6. En troisième lieu, aux termes de l’article 8 de la convention européenne de sauvegarde des droits de l’homme et des libertés fondamentales : « 1. Toute personne a droit au respect de sa vie privée et familiale, de son domicile et de sa correspondance. 2. Il ne peut y avoir ingérence d’une autorité publique dans l’exercice de ce droit que pour autant que cette ingérence est prévue par la loi et qu’elle constitue une mesure qui, dans une société démocratique, est nécessaire à la sécurité nationale, à la sûreté publique, au bien-être économique du pays, à la défense de l’ordre et à la prévention des infractions pénales, à la protection de la santé ou de la morale, ou à la protection des droits et libertés d’autrui. ». Il ressort des pièces du dossier que, pour justifier de sa communauté de vie avec son épouse française, M. C a produit une attestation de la caisse des allocations familiales du 6 février 2023 qui s’est avérée être un faux document, que son épouse s’est déclarée célibataire auprès de la caisse des allocations familiales et qu’elle a eu un enfant, né en 2022, qu’il n’a pas reconnu et qu’il ne mentionne aucunement. Le requérant ne produit aucune attestation de son épouse, ni aucune photographie de leur vie commune, mais seulement des documents déclaratifs mentionnant une adresse commune avec son épouse. Au vu de ces éléments, le préfet du Val-d’Oise était fondé à constater l’absence de communauté de vie. Par ailleurs, si M. C, arrivé en France en 2019, se prévaut de la présence en France de deux frères dont l’un serait de nationalité française, il n’est pas dépourvu d’attaches dans son pays d’origine où résident ses parents et cinq autres frères et sœurs et où il a vécu jusqu’à l’âge de 29 ans. Au vu de ces éléments et bien que le requérant soit employé en contrat à durée indéterminée et dispose d’un logement, le moyen tiré de la méconnaissance des stipulations précitées de l’article 8 de la convention européenne de sauvegarde des droits de l’homme et des libertés fondamentales doit être écarté, de même que celui tiré d’une erreur manifeste d’appréciation.
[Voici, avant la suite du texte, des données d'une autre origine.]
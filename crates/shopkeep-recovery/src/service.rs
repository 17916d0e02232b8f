// SPDX-FileCopyrightText: 2026 Shopkeep Contributors
// SPDX-License-Identifier: MIT OR Apache-2.0

//! Public entry points for creating, inspecting and cancelling recovery
//! tasks, and for pairing a transaction with a fallback task.

use chrono::Utc;
use futures::future::BoxFuture;
use serde_json::Value;
use tracing::{error, info, warn};

use shopkeep_config::model::RecoveryConfig;
use shopkeep_core::{ShopkeepError, StoreTxn};
use shopkeep_txn::{TransactionExecutor, TransactionOptions, TransactionResult};

use crate::queue::RecoveryQueue;
use crate::repository::TaskRepository;
use crate::task::{RecoveryTask, TaskType};

/// The recovery task to create if a transaction fails.
#[derive(Debug, Clone)]
pub struct RecoveryPlan {
    /// Selects the repair handler.
    pub task_type: TaskType,
    /// Handed to the handler unchanged.
    pub payload: Value,
    /// `None` uses the configured default.
    pub max_retries: Option<u32>,
}

impl RecoveryPlan {
    pub fn new(task_type: TaskType, payload: Value) -> Self {
        Self {
            task_type,
            payload,
            max_retries: None,
        }
    }

    pub fn with_max_retries(mut self, max_retries: u32) -> Self {
        self.max_retries = Some(max_retries);
        self
    }
}

/// Result of [`RecoveryService::execute_with_recovery`].
#[derive(Debug)]
pub struct RecoveryOutcome {
    /// What the executor reported for the transaction itself.
    pub result: TransactionResult,
    /// The task created after a failure. `None` on success, or if creating
    /// the task itself failed.
    pub recovery_task: Option<RecoveryTask>,
}

/// Creates, reads and cancels recovery tasks, and runs transactions that
/// fall back to one.
#[derive(Clone)]
pub struct RecoveryService {
    repository: TaskRepository,
    queue: RecoveryQueue,
    default_max_retries: u32,
    max_retries_limit: u32,
}

impl RecoveryService {
    pub fn new(repository: TaskRepository, queue: RecoveryQueue, config: &RecoveryConfig) -> Self {
        Self {
            repository,
            queue,
            default_max_retries: config.default_max_retries,
            max_retries_limit: config.max_retries_limit,
        }
    }

    pub fn repository(&self) -> &TaskRepository {
        &self.repository
    }

    pub fn queue(&self) -> &RecoveryQueue {
        &self.queue
    }

    /// Persist a new pending task and enqueue its id.
    ///
    /// `payload` must be a JSON object. `max_retries` must be between 1 and
    /// the configured limit; `None` uses the configured default.
    pub async fn create_task(
        &self,
        task_type: TaskType,
        payload: Value,
        max_retries: Option<u32>,
    ) -> Result<RecoveryTask, ShopkeepError> {
        if !payload.is_object() {
            return Err(ShopkeepError::InvalidArgument(
                "task payload must be a JSON object".to_string(),
            ));
        }
        let max_retries = max_retries.unwrap_or(self.default_max_retries);
        if max_retries == 0 || max_retries > self.max_retries_limit {
            return Err(ShopkeepError::InvalidArgument(format!(
                "max_retries must be between 1 and {}, got {max_retries}",
                self.max_retries_limit
            )));
        }

        let task = RecoveryTask::new(task_type, payload, max_retries, Utc::now());
        self.repository.save(&task).await?;
        self.queue.enqueue(&task.id).await?;
        info!(task_id = %task.id, %task_type, max_retries, "recovery task created");
        Ok(task)
    }

    /// Fresh read of a task.
    pub async fn get_task(&self, id: &str) -> Result<RecoveryTask, ShopkeepError> {
        self.repository
            .load(id)
            .await?
            .ok_or_else(|| ShopkeepError::TaskNotFound(id.to_string()))
    }

    /// Cancel a pending or running task. A running task's in-flight attempt
    /// finishes, but its outcome is discarded.
    pub async fn cancel_task(&self, id: &str) -> Result<RecoveryTask, ShopkeepError> {
        let mut task = self.get_task(id).await?;
        task.cancel(Utc::now())?;
        self.repository.save(&task).await?;
        info!(task_id = %id, "recovery task cancelled");
        Ok(task)
    }

    /// Ids waiting in the queue.
    pub async fn queue_depth(&self) -> Result<usize, ShopkeepError> {
        self.queue.depth().await
    }

    /// Run `work` through `executor`; if it fails definitively, create a
    /// recovery task from `plan`.
    pub async fn execute_with_recovery<F>(
        &self,
        executor: &TransactionExecutor,
        work: F,
        options: &TransactionOptions,
        plan: RecoveryPlan,
    ) -> RecoveryOutcome
    where
        F: for<'a> Fn(&'a mut dyn StoreTxn) -> BoxFuture<'a, Result<(), ShopkeepError>>
            + Send
            + Sync,
    {
        let result = executor.execute(work, options).await;
        if result.success {
            return RecoveryOutcome {
                result,
                recovery_task: None,
            };
        }

        if let Some(e) = &result.error {
            warn!(task_type = %plan.task_type, error = %e, "transaction failed, scheduling recovery");
        }
        let recovery_task = match self
            .create_task(plan.task_type, plan.payload, plan.max_retries)
            .await
        {
            Ok(task) => Some(task),
            Err(e) => {
                error!(task_type = %plan.task_type, error = %e, "failed to create recovery task");
                None
            }
        };
        RecoveryOutcome {
            result,
            recovery_task,
        }
    }
}
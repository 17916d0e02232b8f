// SPDX-FileCopyrightText: 2026 Shopkeep Contributors
// SPDX-License-Identifier: MIT OR Apache-2.0

//! Common types used across adapter traits and the Shopkeep engine.

use serde::{Deserialize, Serialize};
use strum::{Display, EnumString};

/// Health status reported by adapter health checks.
#[derive(Debug, Clone, PartialEq, Eq)]
pub enum HealthStatus {
    /// Adapter is fully operational.
    Healthy,
    /// Adapter is operational but experiencing issues.
    Degraded(String),
    /// Adapter is not operational.
    Unhealthy(String),
}

/// Identifies the kind of backend an adapter provides.
#[derive(
    Debug, Clone, Copy, PartialEq, Eq, Hash, Display, EnumString, Serialize, Deserialize,
)]
pub enum AdapterType {
    /// Transactional document store for business records.
    TransactionalStore,
    /// Key-value store backing the recovery queue.
    KeyValue,
}

/// Transaction isolation level requested from the store.
#[derive(
    Debug,
    Clone,
    Copy,
    Default,
    PartialEq,
    Eq,
    Hash,
    Display,
    EnumString,
    Serialize,
    Deserialize,
)]
#[strum(serialize_all = "kebab-case")]
#[serde(rename_all = "kebab-case")]
pub enum IsolationLevel {
    ReadUncommitted,
    #[default]
    ReadCommitted,
    RepeatableRead,
    Serializable,
}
7. Il résulte de tout ce qui précède que M. C n’est pas fondé à soutenir que c’est à tort que, par le jugement attaqué, le tribunal administratif de Cergy-Pontoise a rejeté sa demande. Par voie de conséquence, ses conclusions à fin d’injonction ainsi que celles présentées au titre de l’article L. 761-1 du code de justice administrative ne peuvent qu’être rejetées.
D É C I D E :
Article 1er : La requête de M. C est rejetée.
Article 2 : Le présent arrêt sera notifié à M. B C et au ministre d’État, ministre de l’intérieur. Copie en sera adressée au préfet du Val-d’Oise.
Délibéré après l’audience du 24 juin 2025, à laquelle siégeaient :
M. Etienvre, président de chambre,
M. Pilven, président-assesseur,
Mme Pham, première conseillère.
Rendu public par mise à disposition au greffe le 8 juillet 2025.
La rapporteure,
C. Pham
Le président,
F. Etienvre
La greffière,
S. Diabouga
La République mande et ordonne au ministre d’État, ministre de l’intérieur, en ce qui le concerne ou à tous commissaires de justice à ce requis en ce qui concerne les voies de droit commun contre les parties privées, de pourvoir à l’exécution de la présente décision.